The first sign of infection is a gray-white coating on the underside of the leaves, followed by yellowing and stunting of the leaves, then wilting and plant death. Plants can go downhill in a matter of days, usually in late July to early August, just as they’re hitting prime. The prevailing advice is to go ahead and try a few impatiens if you like, but don’t be surprised if you get only a half-season out of them.
While downy mildew affects the popular bedding Impatiens walleriana, old-fashioned balsam impatiens (I. balsamina), and related native jewelweed (Impatiens capensis) it does not affect the larger – and more expensive – New Guinea impatiens.
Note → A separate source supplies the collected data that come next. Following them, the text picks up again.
//! 波动率与预警数据模型
//!
//! 所有结构都是纯值对象：每次请求基于新查询到的日序列重新计算，不缓存、不修改。
//! 序列化字段名与前端看板保持一致，级别枚举直接序列化为中文标签。

use chrono::NaiveDate;
use serde::{Deserialize, Serialize};

use crate::config::LevelThresholds;

/// 参与预警评分的三个指标
#[derive(Debug, Clone, Copy, PartialEq, Eq, Hash, PartialOrd, Ord, Serialize, Deserialize)]
#[serde(rename_all = "snake_case")]
pub enum Metric {
    Visitors,
    AdCost,
    Sales,
}

impl Metric {
    pub const ALL: [Metric; 3] = [Metric::Visitors, Metric::AdCost, Metric::Sales];

    pub fn display_name(self) -> &'static str {
        match self {
            Metric::Visitors => "访客数",
            Metric::AdCost => "广告花费",
            Metric::Sales => "销售额",
        }
    }
}

/// 波动方向：短期均值不低于长期均值为 `+`
#[derive(Debug, Clone, Copy, PartialEq, Eq, Serialize, Deserialize)]
pub enum Direction {
    #[serde(rename = "+")]
    Up,
    #[serde(rename = "-")]
    Down,
}

impl Direction {
    pub fn from_sign(value: f64) -> Self {
        if value >= 0.0 { Direction::Up } else { Direction::Down }
    }

    pub fn label(self) -> &'static str {
        match self {
            Direction::Up => "上升",
            Direction::Down => "下降",
        }
    }
}

/// 波动强度的定性分级 (极小 < 轻微 < 一般 < 明显 < 剧烈)
#[derive(Debug, Clone, Copy, PartialEq, Eq, Hash, PartialOrd, Ord, Serialize, Deserialize)]
pub enum VolatilityLevel {
    #[serde(rename = "极小")]
    Minimal,
    #[serde(rename = "轻微")]
    Slight,
    #[serde(rename = "一般")]
    Moderate,
    #[serde(rename = "明显")]
    Obvious,
    #[serde(rename = "剧烈")]
    Severe,
}

impl VolatilityLevel {
    /// 按阈值分桶，区间上界不含；不低于 `obvious` 的一律归为剧烈。
    pub fn from_strength(strength: f64, thresholds: &LevelThresholds) -> Self {
        if strength < thresholds.minimal {
            VolatilityLevel::Minimal
        } else if strength < thresholds.slight {
            VolatilityLevel::Slight
        } else if strength < thresholds.moderate {
            VolatilityLevel::Moderate
        } else if strength < thresholds.obvious {
            VolatilityLevel::Obvious
        } else {
            VolatilityLevel::Severe
        }
    }

    pub fn label(self) -> &'static str {
        match self {
            VolatilityLevel::Minimal => "极小",
            VolatilityLevel::Slight => "轻微",
            VolatilityLevel::Moderate => "一般",
            VolatilityLevel::Obvious => "明显",
            VolatilityLevel::Severe => "剧烈",
        }
    }
}

/// 商品预警等级 (正常 < 轻微 < 一般 < 严重)
#[derive(Debug, Clone, Copy, PartialEq, Eq, Hash, PartialOrd, Ord, Serialize, Deserialize)]
pub enum WarningLevel {
    #[serde(rename = "正常")]
    Normal,
    #[serde(rename = "轻微")]
    Minor,
    #[serde(rename = "一般")]
    Moderate,
    #[serde(rename = "严重")]
    Severe,
}

impl WarningLevel {
    pub fn label(self) -> &'static str {
        match self {
            WarningLevel::Normal => "正常",
            WarningLevel::Minor => "轻微",
            WarningLevel::Moderate => "一般",
            WarningLevel::Severe => "严重",
        }
    }
}

/// 单个窗口的波动描述
#[derive(Debug, Clone, Copy, PartialEq, Serialize, Deserialize)]
pub struct VolatilityDescriptor {
    pub window: usize,
    pub direction: Direction,
    pub strength: f64,
    pub level: VolatilityLevel,
}

impl VolatilityDescriptor {
    /// 中性默认值 `{+, 0, 极小}`
    pub fn neutral(window: usize) -> Self {
        Self {
            window,
            direction: Direction::Up,
            strength: 0.0,
            level: VolatilityLevel::Minimal,
        }
    }
}

/// 滑动波动率计算结果
///
/// 历史不足与基线完全平稳在下游渲染上相同，但在这里保持可区分。
#[derive(Debug, Clone, Copy, PartialEq)]
pub enum VolatilityResult {
    Computed(VolatilityDescriptor),
    /// 有效样本不足以同时满足短窗口与长基线
    InsufficientData { window: usize },
    /// 长基线标准差为 0，比值无定义
    FlatBaseline { window: usize },
}

impl VolatilityResult {
    pub fn window(&self) -> usize {
        match self {
            VolatilityResult::Computed(d) => d.window,
            VolatilityResult::InsufficientData { window } | VolatilityResult::FlatBaseline { window } => *window,
        }
    }

    pub fn is_computed(&self) -> bool {
        matches!(self, VolatilityResult::Computed(_))
    }

    /// 输出边界：折叠为描述对象，强度在此处统一保留两位小数
    pub fn into_descriptor(self) -> VolatilityDescriptor {
        match self {
            VolatilityResult::Computed(d) => VolatilityDescriptor {
                strength: crate::stats::round2(d.strength),
                ..d
            },
            VolatilityResult::InsufficientData { window } | VolatilityResult::FlatBaseline { window } => {
                VolatilityDescriptor::neutral(window)
            }
        }
    }
}

/// 整段序列的日变化率振幅指数
#[derive(Debug, Clone, Copy, PartialEq, Serialize, Deserialize)]
pub struct ChangeIndex {
    pub direction: Direction,
    pub strength: f64,
    pub level: VolatilityLevel,
}

impl ChangeIndex {
    pub fn neutral() -> Self {
        Self {
            direction: Direction::Up,
            strength: 0.0,
            level: VolatilityLevel::Minimal,
        }
    }

    pub fn rounded(self) -> Self {
        Self {
            strength: crate::stats::round2(self.strength),
            ..self
        }
    }
}

/// 某一时间维度的滚动均值 / 标准差
#[derive(Debug, Clone, Copy, PartialEq, Serialize, Deserialize)]
pub struct RollingMoments {
    pub average: f64,
    pub std_dev: f64,
}

/// 单个时间维度 (30/15/7/3/1 天) 的画像
#[derive(Debug, Clone, Copy, PartialEq, Serialize, Deserialize)]
pub struct TimeDimensionProfile {
    pub dimension: usize,
    pub change_index: ChangeIndex,
    pub moments: RollingMoments,
}

/// 1 日 / 3 日两个评估口径
#[derive(Debug, Clone, Copy, PartialEq, Serialize, Deserialize)]
pub struct HorizonPair<T> {
    pub one_day: T,
    pub three_day: T,
}

impl<T: Clone> HorizonPair<T> {
    /// 从与 `dimensions` 对齐的数组中取出 1 日与 3 日两项。
    /// 默认维度 `[30, 15, 7, 3, 1]` 下即下标 4 与 3。
    pub fn from_dimensions(values: &[T], dimensions: &[usize]) -> Option<Self> {
        if values.len() != dimensions.len() {
            return None;
        }
        let one = dimensions.iter().position(|&d| d == 1)?;
        let three = dimensions.iter().position(|&d| d == 3)?;
        Some(Self {
            one_day: values[one].clone(),
            three_day: values[three].clone(),
        })
    }
}

/// 按指标分组的三元组
#[derive(Debug, Clone, PartialEq, Serialize, Deserialize)]
pub struct MetricSet<T> {
    pub visitors: T,
    pub ad_cost: T,
    pub sales: T,
}

impl<T> MetricSet<T> {
    pub fn get(&self, metric: Metric) -> &T {
        match metric {
            Metric::Visitors => &self.visitors,
            Metric::AdCost => &self.ad_cost,
            Metric::Sales => &self.sales,
        }
    }

    pub fn from_fn(mut f: impl FnMut(Metric) -> T) -> Self {
        Self {
            visitors: f(Metric::Visitors),
            ad_cost: f(Metric::AdCost),
            sales: f(Metric::Sales),
        }
    }

    pub fn map<U>(&self, mut f: impl FnMut(Metric, &T) -> U) -> MetricSet<U> {
        MetricSet {
            visitors: f(Metric::Visitors, &self.visitors),
            ad_cost: f(Metric::AdCost, &self.ad_cost),
            sales: f(Metric::Sales, &self.sales),
        }
    }

    pub fn iter(&self) -> impl Iterator<Item = (Metric, &T)> {
        Metric::ALL.into_iter().map(move |m| (m, self.get(m)))
    }
}

/// 综合评分与对应预警等级
#[derive(Debug, Clone, Copy, PartialEq, Serialize, Deserialize)]
pub struct WarningAssessment {
    pub composite: f64,
    pub level: WarningLevel,
}

/// 上游数据层提供的单日记录
#[derive(Debug, Clone, PartialEq, Serialize, Deserialize)]
pub struct DailyRecord {
    pub date: NaiveDate,
    #[serde(default)]
    pub visitors: f64,
    #[serde(default)]
    pub ad_cost: f64,
    #[serde(default)]
    pub sales: f64,
}

/// 单个商品的输入：截至参考日期的日记录
#[derive(Debug, Clone, PartialEq, Serialize, Deserialize)]
pub struct ProductSeries {
    pub product_id: String,
    pub end_date: NaiveDate,
    #[serde(default)]
    pub records: Vec<DailyRecord>,
}

/// 单指标的完整分析结果
#[derive(Debug, Clone, PartialEq, Serialize, Deserialize)]
pub struct MetricAnalysis {
    pub sliding: Vec<VolatilityDescriptor>,
    pub change_index: ChangeIndex,
    pub dimensions: Vec<TimeDimensionProfile>,
    pub message: String,
}

/// 单个商品的分析报告，交给持久化 / JSON 序列化层
#[derive(Debug, Clone, PartialEq, Serialize, Deserialize)]
pub struct ProductReport {
    pub product_id: String,
    pub reference_date: NaiveDate,
    pub metrics: MetricSet<MetricAnalysis>,
    pub level_warning: WarningAssessment,
    pub cv_warning: WarningAssessment,
    pub alert: String,
}

impl ProductReport {
    /// 两套策略中更严重的一级
    pub fn worst_level(&self) -> WarningLevel {
        self.level_warning.level.max(self.cv_warning.level)
    }
}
Those who garden in shade have switched to that type with success. Others have turned to newly introduced, disease-resistant hybrids of bedding and New Guinea impatiens called SunPatiens®, Bounce®, and Big Bounce®.These have performed well in most gardens and look a bit more like traditional bedding impatiens than the more pointed-leafed New Guinea types. However, they’re significantly more expensive than the previously cheap 4- and 6-packs of bedding impatiens.
These are SunPatiens growing fully and unaffected by the downy mildew disease that usually kills traditional bedding impatiens.
© George Weigel
If you take the risk and go with bedding impatiens, try these steps to maximize your odds:
- Ask the seller if he/she knows what kind of fungicide treatment the grower used. A greenhouse spraying protocol developed in Michigan can give disease protection for months in the field – enough to milk most of a season out of impatiens even if disease is floating around.
- Grow impatiens in beds where disease has not been a problem. Hope that nobody plants infected plants near you.
- Give your plants adequate space, to improve air movement which allows the foliage to dry more readily. Avoid over-watering; and if you must water overhead at all, do so in the morning when the leaves will dry quickly.
- Stick with containers or hanging baskets for your impatiens. At least you have good drainage there, and are starting with fresh, soilless, disease-free potting mix.